## Exercise
Repeat, exactly as written, the lines of the records below from the first through the line with "use crate::error::PaginationError;", but none past it.

Extracted records
*** Begin section ***

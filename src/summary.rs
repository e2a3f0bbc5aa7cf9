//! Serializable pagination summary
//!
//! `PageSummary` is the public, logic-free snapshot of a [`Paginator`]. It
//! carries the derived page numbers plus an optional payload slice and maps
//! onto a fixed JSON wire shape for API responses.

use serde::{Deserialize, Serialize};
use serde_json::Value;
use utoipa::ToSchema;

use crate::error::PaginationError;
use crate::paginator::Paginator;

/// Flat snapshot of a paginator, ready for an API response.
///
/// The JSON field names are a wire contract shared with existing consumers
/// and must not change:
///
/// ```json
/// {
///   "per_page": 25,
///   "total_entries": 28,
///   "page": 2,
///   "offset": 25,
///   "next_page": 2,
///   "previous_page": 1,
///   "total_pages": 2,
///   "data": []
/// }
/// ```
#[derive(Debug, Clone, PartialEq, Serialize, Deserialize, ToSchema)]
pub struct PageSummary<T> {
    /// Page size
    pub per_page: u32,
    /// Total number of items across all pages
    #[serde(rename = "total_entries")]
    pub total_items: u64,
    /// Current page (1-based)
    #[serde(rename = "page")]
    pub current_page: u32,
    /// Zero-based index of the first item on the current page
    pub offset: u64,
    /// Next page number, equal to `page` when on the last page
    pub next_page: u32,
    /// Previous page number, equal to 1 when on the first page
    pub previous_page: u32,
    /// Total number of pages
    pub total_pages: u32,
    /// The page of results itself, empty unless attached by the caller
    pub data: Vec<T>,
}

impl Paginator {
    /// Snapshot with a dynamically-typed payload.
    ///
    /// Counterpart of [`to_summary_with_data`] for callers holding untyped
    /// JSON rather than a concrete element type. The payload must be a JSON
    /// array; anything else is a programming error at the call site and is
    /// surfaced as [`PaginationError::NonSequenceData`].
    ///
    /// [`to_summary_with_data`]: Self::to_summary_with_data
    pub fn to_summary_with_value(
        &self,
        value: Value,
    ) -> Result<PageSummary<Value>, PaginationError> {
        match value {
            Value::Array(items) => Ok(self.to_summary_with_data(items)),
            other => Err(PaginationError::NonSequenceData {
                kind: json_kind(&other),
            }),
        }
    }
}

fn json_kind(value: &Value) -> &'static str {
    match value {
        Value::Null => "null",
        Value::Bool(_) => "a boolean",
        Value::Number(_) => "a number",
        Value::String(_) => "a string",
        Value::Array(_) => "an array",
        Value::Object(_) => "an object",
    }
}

*** End section ***

## Exercise output
filename src/summary.rs
repository e2a3f0bbc5aa7cf9
//! Serializable pagination summary
//!
//! `PageSummary` is the public, logic-free snapshot of a [`Paginator`]. It
//! carries the derived page numbers plus an optional payload slice and maps
//! onto a fixed JSON wire shape for API responses.

use serde::{Deserialize, Serialize};
use serde_json::Value;
use utoipa::ToSchema;

use crate::error::PaginationError;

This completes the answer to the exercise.